Generally displayed either in a large circular room, and surrounding the viewer, or occasionally stretched across two rollers like a ribbon and cranked across them to create a moving landscape for the audience, they were wildly popular in their day. Good panorama painters, such as John Banvard (who at one point painted a half a mile long panorama the longest in the world at the time), were made rich and famous. But with the advent of photography, optical toys and later film, panorama paintings all but disappeared, with most of the world forgetting they and their creators ever even existed.
Taking a cue from these popular panoramic paintings, the Velaslavasay Panorama in Los Angelos is a curious throwback to this old form media. Here, visitors are engaged once again in a fully immersive, 360-degree representation of landscape painting, complete with lighting and sound.

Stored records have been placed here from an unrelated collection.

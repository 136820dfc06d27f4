//! The smoke-suite catalog.
//!
//! Sixteen cases covering GET/POST/PATCH/PUT/DELETE against the posts
//! resource of the upstream API. Accepted-status sets and body payloads
//! follow the upstream's documented contract, including its quirks (404
//! for non-numeric ids, 500 for a PUT against an unknown id).

use postcheck_domain::{Check, Post, RequestSpec, StatusExpectation, TestCase};
use serde_json::json;
use url::Url;

use crate::error::{ApplicationError, ApplicationResult};

/// Index of the fixture record driving the valid-PUT case.
const PUT_FIXTURE_INDEX: usize = 1;

/// Builds the full smoke suite against `base`.
///
/// URLs are resolved once here, so the runner and the HTTP client only
/// ever see absolute targets.
///
/// # Errors
///
/// Returns an error if a resource path cannot be resolved against the
/// base URL, or if the fixture data has no record at the index the
/// valid-PUT case requires.
pub fn smoke_suite(base: &Url, fixture: &[Post]) -> ApplicationResult<Vec<TestCase>> {
    let put_post = fixture.get(PUT_FIXTURE_INDEX).ok_or_else(|| {
        ApplicationError::Fixture(format!(
            "expected at least {} posts, found {}",
            PUT_FIXTURE_INDEX + 1,
            fixture.len()
        ))
    })?;

    let cases = vec![
        TestCase::new(
            "get_post_by_id",
            "GET - by id",
            RequestSpec::get(resource(base, "/posts/20")?),
            vec![
                Check::Status {
                    expected: StatusExpectation::one_of([200, 201]),
                },
                Check::BodyIsObject,
                Check::FieldEquals {
                    field: "id".to_string(),
                    expected: json!(20),
                },
            ],
        ),
        TestCase::new(
            "get_post_by_invalid_id",
            "GET - post by invalid id",
            RequestSpec::get(resource(base, "/posts/invalid_id")?),
            vec![Check::Status {
                expected: StatusExpectation::exact(404),
            }],
        ),
        TestCase::new(
            "get_post_by_id_non_integer",
            "GET - by non integer id",
            RequestSpec::get(resource(base, "/posts/abc")?),
            vec![Check::Status {
                expected: StatusExpectation::exact(404),
            }],
        ),
        TestCase::new(
            "get_nonexistent_post",
            "GET - nonexisting post",
            RequestSpec::get(resource(base, "/posts/10000")?),
            vec![Check::StatusNot {
                rejected: StatusExpectation::one_of([200, 201]),
            }],
        ),
        TestCase::new(
            "create_post",
            "POST - Valid",
            RequestSpec::post(
                resource(base, "/posts")?,
                json!({
                    "userId": 9,
                    "title": "New Post Title",
                    "body": "This is the body of the new post",
                }),
            ),
            vec![
                Check::Status {
                    expected: StatusExpectation::exact(201),
                },
                Check::FieldEquals {
                    field: "userId".to_string(),
                    expected: json!(9),
                },
                Check::FieldEquals {
                    field: "title".to_string(),
                    expected: json!("New Post Title"),
                },
                Check::FieldEquals {
                    field: "body".to_string(),
                    expected: json!("This is the body of the new post"),
                },
            ],
        ),
        TestCase::new(
            "create_post_missing_data",
            "POST - Missing data",
            RequestSpec::post(
                resource(base, "/posts")?,
                json!({
                    "userId": 9,
                    "title": "Post with missing body",
                }),
            ),
            vec![Check::Status {
                expected: StatusExpectation::range(200, 205),
            }],
        ),
        TestCase::new(
            "create_post_with_extra_fields",
            "POST - Extra field",
            RequestSpec::post(
                resource(base, "/posts")?,
                json!({
                    "userId": 9,
                    "title": "Post with extra fields",
                    "body": "This post includes unexpected fields.",
                    "extra_field": "Unexpected data",
                }),
            ),
            vec![
                Check::Status {
                    expected: StatusExpectation::range(200, 205),
                },
                Check::FieldPresent {
                    field: "extra_field".to_string(),
                },
            ],
        ),
        TestCase::new(
            "create_post_empty_payload",
            "POST - Empty payload",
            RequestSpec::post(resource(base, "/posts")?, json!({})),
            vec![Check::Status {
                expected: StatusExpectation::one_of([200, 201]),
            }],
        ),
        TestCase::new(
            "patch_update_post",
            "PATCH - Valid",
            RequestSpec::patch(
                resource(base, "/posts/20")?,
                json!({
                    "title": "Updated Post Title",
                    "body": "Updated post body content",
                }),
            ),
            vec![
                Check::Status {
                    expected: StatusExpectation::range(200, 205),
                },
                Check::FieldEquals {
                    field: "title".to_string(),
                    expected: json!("Updated Post Title"),
                },
                Check::FieldEquals {
                    field: "body".to_string(),
                    expected: json!("Updated post body content"),
                },
            ],
        ),
        TestCase::new(
            "patch_post_with_empty_payload",
            "PATCH - Empty payload",
            RequestSpec::patch(resource(base, "/posts/1")?, json!({})),
            vec![Check::Status {
                expected: StatusExpectation::one_of([200, 201]),
            }],
        ),
        TestCase::new(
            "patch_update_nonexistent_post",
            "PATCH - Nonexistent post",
            RequestSpec::patch(
                resource(base, "/posts/9999")?,
                json!({
                    "title": "Nonexistent Post",
                    "body": "Trying to update a non-existent post",
                }),
            ),
            vec![Check::Status {
                expected: StatusExpectation::one_of([200, 201]),
            }],
        ),
        TestCase::new(
            "put_update_post",
            "Valid PUT",
            RequestSpec::put(
                resource(base, &format!("/posts/{}", put_post.id))?,
                put_post.to_body(),
            ),
            vec![
                Check::Status {
                    expected: StatusExpectation::range(200, 205),
                },
                Check::FieldEquals {
                    field: "userId".to_string(),
                    expected: json!(put_post.user_id),
                },
                Check::FieldEquals {
                    field: "title".to_string(),
                    expected: json!(put_post.title),
                },
                Check::FieldEquals {
                    field: "body".to_string(),
                    expected: json!(put_post.body),
                },
            ],
        ),
        TestCase::new(
            "put_update_post_with_invalid_id",
            "PUT - Invalid id",
            RequestSpec::put(
                resource(base, "/posts/99999")?,
                json!({
                    "userId": 1,
                    "id": 99999,
                    "title": "Updated Post Title",
                    "body": "Updated post body content",
                }),
            ),
            vec![Check::Status {
                expected: StatusExpectation::exact(500),
            }],
        ),
        TestCase::new(
            "put_update_post_with_extra_fields",
            "PUT - Extra field",
            RequestSpec::put(
                resource(base, "/posts/1")?,
                json!({
                    "userId": 1,
                    "id": 1,
                    "title": "Updated Post Title",
                    "body": "Updated post body content",
                    "extra_field": "Extra data",
                }),
            ),
            vec![
                Check::Status {
                    expected: StatusExpectation::exact(404),
                },
                Check::FieldEquals {
                    field: "extra_field".to_string(),
                    expected: json!("Extra data"),
                },
            ],
        ),
        TestCase::new(
            "delete_post",
            "Valid DELETE",
            RequestSpec::delete(resource(base, "/posts/3")?),
            vec![Check::Status {
                expected: StatusExpectation::range(200, 205),
            }],
        ),
        TestCase::new(
            "delete_post_empty_id",
            "DELETE - Empty id",
            RequestSpec::delete(resource(base, "/posts/")?),
            vec![Check::Status {
                expected: StatusExpectation::exact(404),
            }],
        ),
    ];

    Ok(cases)
}

/// Resolves a resource path against the base URL.
fn resource(base: &Url, path: &str) -> ApplicationResult<String> {
    base.join(path)
        .map(Into::into)
        .map_err(|e| ApplicationError::InvalidBaseUrl(format!("{e}: {base} + {path}")))
}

The current exhibition, Effulgence of the North, is an arctic landscape created by Sara Velas, an artist and Los Angeles native who founded The Velaslavasay Panorama in 2001. Effulgence is a rare, contemporary re-production of an otherwise outdated medium, exhibited in a traditional rotunda which features a spiral staircase that allows viewers to enter from the center of the cylindrical room.
A subtle 35-minute soundtrack and light show accompanies the painting and three-dimensional foreground, further adding to a "complete sensory phenomenon" similar to the panoramic spectacles of the past which also often included sound and mood lighting.
Eventually, the rise of the motion picture industry aided in the demise of the panorama as an art form. As such, The Velaslavasay Panorama occupies a somewhat ironic location in an old 1920s silent film theater and only draws more attention to how technology has drastically changed our visual experiences.
The old Union Theater, which once served as a tile layers' union headquarters in the 1970s, is still used by The Velaslavasay Panorama Enthusiasts Society today. In line with the "magnetic showmanship and spectacle" of this era in media and Los Angeles culture, past events have featured Alpine yodelers, esoteric instruments and automata. The front desk even provides sensational pamphlets, such as one on The Alabaster Isle of Penglai, a garden behind the theater which is home to pet bunnies and carnivorous plants.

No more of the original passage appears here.